Exercise instructions:
Return exactly the lines that run from the one with "is the declared" to the last line of the entries below, both included, and nothing else.
________________________________________
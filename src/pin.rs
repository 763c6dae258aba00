//! Pin metadata exposed to the render layer.
//!
//! A node's connectable surface is a list of pins: data pins front a
//! typed slot, execution pins carry only a control-flow signal. The UI
//! enumerates [`PinDescriptor`]s to draw and hit-test pins; the
//! connection layer resolves the same information from node declarations
//! when validating an edge.

use crate::value::ValueKind;
use serde::{Deserialize, Serialize};
use std::fmt;

/// What travels through a pin: a control-flow signal or a typed value.
#[derive(Debug, Clone, Copy, PartialEq, Eq, Hash, Serialize, Deserialize)]
pub enum PinKind {
    /// "This control path fired." No payload.
    Execution,
    /// A typed [`Value`](crate::value::Value) backed by a slot.
    Data,
}

impl fmt::Display for PinKind {
    fn fmt(&self, f: &mut fmt::Formatter<'_>) -> fmt::Result {
        match self {
            PinKind::Execution => f.write_str("execution"),
            PinKind::Data => f.write_str("data"),
        }
    }
}

/// Whether a pin accepts or produces.
#[derive(Debug, Clone, Copy, PartialEq, Eq, Hash, Serialize, Deserialize)]
pub enum PinDirection {
    Input,
    Output,
}

impl fmt::Display for PinDirection {
    fn fmt(&self, f: &mut fmt::Formatter<'_>) -> fmt::Result {
        match self {
            PinDirection::Input => f.write_str("input"),
            PinDirection::Output => f.write_str("output"),
        }
    }
}

/// Description of one pin on one node, in declaration order.
///
/// `value_kind` is the declared slot type for data pins and `None` for
/// execution pins.
#[derive(Debug, Clone, PartialEq, Serialize, Deserialize)]
pub struct PinDescriptor {
    pub name: String,
    pub direction: PinDirection,
    pub kind: PinKind,
    pub value_kind: Option<ValueKind>,
}

impl PinDescriptor {
    pub fn data_input(name: impl Into<String>, value_kind: ValueKind) -> Self {
        Self {
            name: name.into(),
            direction: PinDirection::Input,
            kind: PinKind::Data,
            value_kind: Some(value_kind),
        }
    }

    pub fn data_output(name: impl Into<String>, value_kind: ValueKind) -> Self {
        Self {
            name: name.into(),
            direction: PinDirection::Output,
            kind: PinKind::Data,
            value_kind: Some(value_kind),
        }
    }

    pub fn exec_input(name: impl Into<String>) -> Self {
        Self {
            name: name.into(),
            direction: PinDirection::Input,
            kind: PinKind::Execution,
            value_kind: None,
        }
    }

    pub fn exec_output(name: impl Into<String>) -> Self {
        Self {
            name: name.into(),
            direction: PinDirection::Output,
            kind: PinKind::Execution,
            value_kind: None,
        }
    }
}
________________________________________
Answer box:
/// `value_kind` is the declared slot type for data pins and `None` for
/// execution pins.
#[derive(Debug, Clone, PartialEq, Serialize, Deserialize)]
pub struct PinDescriptor {
    pub name: String,
    pub direction: PinDirection,
    pub kind: PinKind,
    pub value_kind: Option<ValueKind>,
}

impl PinDescriptor {
    pub fn data_input(name: impl Into<String>, value_kind: ValueKind) -> Self {
        Self {
            name: name.into(),
            direction: PinDirection::Input,
            kind: PinKind::Data,
            value_kind: Some(value_kind),
        }
    }

    pub fn data_output(name: impl Into<String>, value_kind: ValueKind) -> Self {
        Self {
            name: name.into(),
            direction: PinDirection::Output,
            kind: PinKind::Data,
            value_kind: Some(value_kind),
        }
    }

    pub fn exec_input(name: impl Into<String>) -> Self {
        Self {
            name: name.into(),
            direction: PinDirection::Input,
            kind: PinKind::Execution,
            value_kind: None,
        }
    }

    pub fn exec_output(name: impl Into<String>) -> Self {
        Self {
            name: name.into(),
            direction: PinDirection::Output,
            kind: PinKind::Execution,
            value_kind: None,
        }
    }
}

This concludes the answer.